It's not the most exciting movie by any means, but THE most impressive shotgun sound I've ever heard in a BD came from "Appalooza". It's an 8 gauge shotty and no other movie out there has such a perfectly-recorded blast if you ask me. If you have some good deep midrange in your theater, this is definitely one to see just for the shotgun scenes alone!


----------



## mpyw (Jan 8, 2010)

This is my list:-

1. Baraka (PQ, AQ very good too)
2. Kungfu Panda (The finger scene)
3. The Dark Knight
4. War of the World (Fantastic LFE)
5. Percy Jackson & The Lighting Thief (Great LFE at the end)
6. Terminator Salvation (7-11 scene)
7. House of The Flying Daggers (Dance scene & bamboo fighting scene - great surround, but PQ ok only)
8. David Foster & Friend (Music)
9. The Police : Certifiable (Music)
10. AVATAR (Fantastic PQ)


----------



## antr (Jun 10, 2010)

the only one that rocks is OPPO. preferable the Nuforce edition that definitly rocks your ears off.


----------



## rambo64 (Aug 2, 2010)

My vote goes to Avatar and Pirates of the Caribbean.

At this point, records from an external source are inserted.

//! ### English
//! Render-thread poll step.
//!
//! Called once per frame. Order inside one poll:
//!
//! 1. drain orphans left by a reset;
//! 2. submit phase: `[submitted, pending)` → encoder rings;
//! 3. completion phase: advance `done` over finished entries, stopping at the first one that is
//!    still encoding, so completion is reported strictly in submission order.
//!
//! ### 中文
//! 渲染线程轮询步骤。
//!
//! 每帧调用一次。一次轮询内部顺序：
//!
//! 1. 清理重置遗留的孤儿任务；
//! 2. 提交阶段：`[submitted, pending)` → 编码 ring；
//! 3. 完成阶段：推进 `done` 越过已完成条目，遇到第一个仍在编码的条目即停止，保证完成严格按提交顺序报告。

use std::sync::Arc;

use tracing::trace;

use super::reset::drain_orphans;
use super::{PollState, SubmissionQueue};
use crate::engine::instance::Instance;

/// ### English
/// What one poll did.
///
/// ### 中文
/// 一次轮询的处理结果。
#[derive(Clone, Copy, Debug, Default, PartialEq, Eq)]
pub struct PollStats {
    pub submitted: usize,
    pub completed: usize,
    pub orphans_remaining: usize,
}

impl SubmissionQueue {
    pub fn poll(&self) -> PollStats {
        let mut state = self.poll.lock();
        let mut stats = PollStats::default();

        drain_orphans(&mut state.orphans);

        let pending = self.pending.load();
        loop {
            let submitted = self.submitted.load_owned();
            if submitted == pending {
                break;
            }
            // SAFETY: `[submitted, pending)` belongs to the render thread, serialized by `poll`.
            unsafe { self.entries[submitted].get_mut() }.submit(submitted);
            self.submitted.advance(self.capacity);
            stats.submitted += 1;
        }

        loop {
            let done = self.done.load_owned();
            if done == self.submitted.load_owned() {
                break;
            }
            // SAFETY: `[done, submitted)` belongs to the render thread, serialized by `poll`.
            let entry = unsafe { self.entries[done].get_mut() };
            if waits_on_orphan(&state, entry.instance.as_ref()) || !entry.try_complete(done) {
                break;
            }
            self.done.advance(self.capacity);
            stats.completed += 1;
        }

        stats.orphans_remaining = state.orphans.len();
        if stats.submitted != 0 || stats.completed != 0 {
            trace!(
                submitted = stats.submitted,
                completed = stats.completed,
                orphans = stats.orphans_remaining,
                "render thread poll"
            );
        }
        stats
    }
}

/// ### English
/// An encoder with orphaned tasks must clear those first: its ring only accepts in-order clears.
///
/// ### 中文
/// 仍有孤儿任务的编码器必须先清除它们：其 ring 只接受按顺序清除。
fn waits_on_orphan(state: &PollState, instance: Option<&Arc<Instance>>) -> bool {
    let Some(instance) = instance else {
        return false;
    };
    state
        .orphans
        .iter()
        .any(|orphan| Arc::ptr_eq(&orphan.instance, instance))
}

If you can find a copy of the movie Dinosaur, its pretty amazing while watching the demo in the electronics store. Depends on what you are looking for, highs or lows. Cars was pretty good too!


----------



## Andre (Feb 15, 2010)

The Fifth Element


----------



## jjmbxkb (Jun 1, 2010)

All the above are great suggestions. I would like to mention several lesser known movies, that may appear normal with regular living room TVs, but could really shine with a big screen/surround setup. 

Vantage Point, offers stunning colors, exceptional detail, envoloping ambient sounds, and powerful explosions/gun shots, all of which packaged in a action/thriller with a unique way story telling. The chaos and explosions played out multiple times from different person's perspectives, and each time they seemingly get louder and more impactful.

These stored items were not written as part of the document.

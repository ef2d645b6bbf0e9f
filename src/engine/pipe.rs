//! ### English
//! `FramePipe`: one pipeline = one handle registry + one submission queue + shared collaborators.
//!
//! This is the safe Rust API; the C ABI in `ffi` is a thin layer over one process-wide instance.
//!
//! ### 中文
//! `FramePipe`：一条管线 = 一个句柄注册表 + 一个提交队列 + 共享的外部协作者。
//!
//! 这是安全的 Rust API；`ffi` 中的 C ABI 只是覆盖在一个进程级实例之上的薄层。

use std::sync::Arc;

use tracing::debug;

use super::async_encoder::{AsyncTextureEncoder, TaskState};
use super::codec::{CodecBackend, FrameRef};
use super::config::{DecoderParams, EncoderParams, PipelineConfig};
use super::device::{TextureDevice, TextureRef};
use super::error::{InstanceRole, PipelineError};
use super::instance::{Instance, PlainDecoder, PlainEncoder};
use super::registry::{Handle, HandleRegistry};
use super::submission::{EncodeRequest, PollStats, SubmissionQueue, TaskId, TaskView};

pub struct FramePipe {
    config: PipelineConfig,
    backend: Arc<dyn CodecBackend>,
    device: Arc<dyn TextureDevice>,
    registry: HandleRegistry<Instance>,
    submissions: SubmissionQueue,
}

impl FramePipe {
    pub fn new(
        config: PipelineConfig,
        backend: Arc<dyn CodecBackend>,
        device: Arc<dyn TextureDevice>,
    ) -> Result<Self, PipelineError> {
        config.validate()?;
        Ok(Self {
            config,
            backend,
            device,
            registry: HandleRegistry::new(),
            submissions: SubmissionQueue::new(config.submission_ring_capacity)?,
        })
    }

    pub fn config(&self) -> &PipelineConfig {
        &self.config
    }

    pub fn device(&self) -> &Arc<dyn TextureDevice> {
        &self.device
    }

    pub fn submissions(&self) -> &SubmissionQueue {
        &self.submissions
    }

    pub fn instance_count(&self) -> usize {
        self.registry.len()
    }

    pub fn create_encoder(&self, params: EncoderParams) -> Result<Handle, PipelineError> {
        let instance = Instance::encoder(self.backend.as_ref(), params)?;
        self.register(instance)
    }

    pub fn create_decoder(&self, params: DecoderParams) -> Result<Handle, PipelineError> {
        let instance = Instance::decoder(self.backend.as_ref(), params)?;
        self.register(instance)
    }

    /// ### English
    /// Creates an async texture encoder with `encoder_ring_capacity` slots and its encode thread.
    ///
    /// ### 中文
    /// 创建带 `encoder_ring_capacity` 个槽位及编码线程的异步纹理编码器。
    pub fn create_async_texture_encoder(
        &self,
        params: EncoderParams,
    ) -> Result<Handle, PipelineError> {
        let instance = Instance::async_texture_encoder(
            self.backend.as_ref(),
            params,
            self.config.encoder_ring_capacity,
            self.device.clone(),
        )?;
        self.register(instance)
    }

    fn register(&self, instance: Instance) -> Result<Handle, PipelineError> {
        let role = instance.role();
        let handle = self
            .registry
            .insert(Arc::new(instance))
            .ok_or_else(|| PipelineError::InvalidArgument("no free instance handles".to_string()))?;
        debug!(%handle, ?role, "instance created");
        Ok(handle)
    }

    /// ### English
    /// Unregisters `handle`. Idempotent. Tasks still in the submission queue keep the instance alive
    /// until they are cleared; returns whether the handle was registered.
    ///
    /// ### 中文
    /// 注销 `handle`，幂等。提交队列中仍有任务时，实例会存活到这些任务被清除；返回该句柄此前是否已注册。
    pub fn destroy(&self, handle: Handle) -> bool {
        let Some(instance) = self.registry.remove(handle.get()) else {
            return false;
        };
        debug!(
            %handle,
            in_flight_refs = Arc::strong_count(&instance) - 1,
            "instance destroyed"
        );
        true
    }

    pub fn instance(&self, handle: Handle) -> Result<Arc<Instance>, PipelineError> {
        self.registry
            .get(handle.get())
            .ok_or(PipelineError::InvalidHandle(handle.get()))
    }

    fn with_encoder<R>(
        &self,
        handle: Handle,
        f: impl FnOnce(&PlainEncoder) -> Result<R, PipelineError>,
    ) -> Result<R, PipelineError> {
        let instance = self.instance(handle)?;
        let encoder = instance
            .as_encoder()
            .ok_or(PipelineError::WrongInstanceKind {
                handle: handle.get(),
                expected: InstanceRole::Encoder,
            })?;
        f(encoder)
    }

    fn with_decoder<R>(
        &self,
        handle: Handle,
        f: impl FnOnce(&PlainDecoder) -> Result<R, PipelineError>,
    ) -> Result<R, PipelineError> {
        let instance = self.instance(handle)?;
        let decoder = instance
            .as_decoder()
            .ok_or(PipelineError::WrongInstanceKind {
                handle: handle.get(),
                expected: InstanceRole::Decoder,
            })?;
        f(decoder)
    }

    /// ### English
    /// Runs `f` on the async texture encoder behind `handle`.
    ///
    /// ### 中文
    /// 对 `handle` 背后的异步纹理编码器执行 `f`。
    pub fn with_async_texture_encoder<R>(
        &self,
        handle: Handle,
        f: impl FnOnce(&AsyncTextureEncoder) -> R,
    ) -> Result<R, PipelineError> {
        let instance = self.instance(handle)?;
        let encoder =
            instance
                .as_async_texture_encoder()
                .ok_or(PipelineError::WrongInstanceKind {
                    handle: handle.get(),
                    expected: InstanceRole::AsyncTextureEncoder,
                })?;
        Ok(f(encoder))
    }

    pub fn set_bitrate(
        &self,
        handle: Handle,
        bitrate: u64,
        target_fps: u32,
    ) -> Result<(), PipelineError> {
        self.with_encoder(handle, |encoder| encoder.set_bitrate(bitrate, target_fps))
    }

    pub fn encode(
        &self,
        handle: Handle,
        frame: FrameRef<'_>,
        dst: &mut [u8],
        force_iframe: bool,
    ) -> Result<u64, PipelineError> {
        self.with_encoder(handle, |encoder| encoder.encode(frame, dst, force_iframe))
    }

    pub fn encode_texture(
        &self,
        handle: Handle,
        texture: TextureRef,
        width: u32,
        height: u32,
        dst: &mut [u8],
        force_iframe: bool,
    ) -> Result<u64, PipelineError> {
        self.with_encoder(handle, |encoder| {
            encoder.encode_texture(
                self.device.as_ref(),
                texture,
                width,
                height,
                dst,
                force_iframe,
            )
        })
    }

    pub fn decode(
        &self,
        handle: Handle,
        src: &[u8],
        dst: &mut [u8],
        width: u32,
        height: u32,
    ) -> Result<u64, PipelineError> {
        self.with_decoder(handle, |decoder| decoder.decode(src, dst, width, height))
    }

    pub fn decode_texture(
        &self,
        handle: Handle,
        src: &[u8],
        texture: TextureRef,
        width: u32,
        height: u32,
    ) -> Result<u64, PipelineError> {
        self.with_decoder(handle, |decoder| {
            decoder.decode_texture(self.device.as_ref(), src, texture, width, height)
        })
    }

    /// ### English
    /// Queues a texture encode on the async texture encoder behind `handle`. The GPU copy happens
    /// on the next [`Self::poll_render_thread`], not here.
    ///
    /// ### 中文
    /// 在 `handle` 背后的异步纹理编码器上排队一次纹理编码。GPU 拷贝发生在下一次
    /// [`Self::poll_render_thread`] 中，而不是这里。
    pub fn enqueue_texture_encode(
        &self,
        handle: Handle,
        request: EncodeRequest,
    ) -> Result<TaskId, PipelineError> {
        let instance = self.instance(handle)?;
        if instance.as_async_texture_encoder().is_none() {
            return Err(PipelineError::WrongInstanceKind {
                handle: handle.get(),
                expected: InstanceRole::AsyncTextureEncoder,
            });
        }
        self.submissions.enqueue(instance, request)
    }

    /// ### English
    /// Render-thread step; call once per rendered frame with the graphics context current.
    ///
    /// ### 中文
    /// 渲染线程步骤；在图形上下文为当前上下文时，每渲染一帧调用一次。
    pub fn poll_render_thread(&self) -> PollStats {
        self.submissions.poll()
    }

    pub fn query_task(&self, task: TaskId) -> Result<TaskState, PipelineError> {
        self.submissions.query(task)
    }

    pub fn inspect_task<R>(
        &self,
        task: TaskId,
        f: impl FnOnce(TaskView<'_>) -> R,
    ) -> Result<R, PipelineError> {
        self.submissions.inspect(task, f)
    }

    pub fn read_task_output(&self, task: TaskId, out: &mut Vec<u8>) -> Result<u64, PipelineError> {
        self.submissions.read_output(task, out)
    }

    pub fn clear_task(&self, task: TaskId) -> Result<(), PipelineError> {
        self.submissions.clear_task(task)
    }

    pub fn reset_encode_tasks(&self) -> Result<usize, PipelineError> {
        self.submissions.reset()
    }
}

The sci-fi movie Knowing has good acting and decent storyline, with reference quality in sound and picture. The disaster scenes are sure to impress. Several suspenful moments likely make the audience cringe and look back as alien whispers were convincingly coming from all directions.

For a crowd of bass heads, Cloverfield provides a constant dose of jolt, commotion, and rumbles. For those who don't mind shaky home video stype camera work, and are in primarily for the thrill and a sound blast, this one definitely works.

These are all clean titles. I have tried these with many guests, and each time they worked out great. Everyone has seen Avatar, probally more than once. Letting them discover a new movie may show case your home theater even better.

BTW, I own Master and Commander on Blu-ray. Its scenes can be dark, very dark, and appreciating the movie may require some patience. But the cannon fires can absolutely sonic heaven.


----------



## CT_Wiebe (Jul 5, 2009)

In addition to the ones previously mentioned, the movie RATATOUILLE is supposed to have excellent (reference quality) audio. For concerts, the Blu-Ray disc DAVE MATTHEWS & TIM REYNOLDS: LIVE AT RADIO CITY is also mentioned as also being reference quality.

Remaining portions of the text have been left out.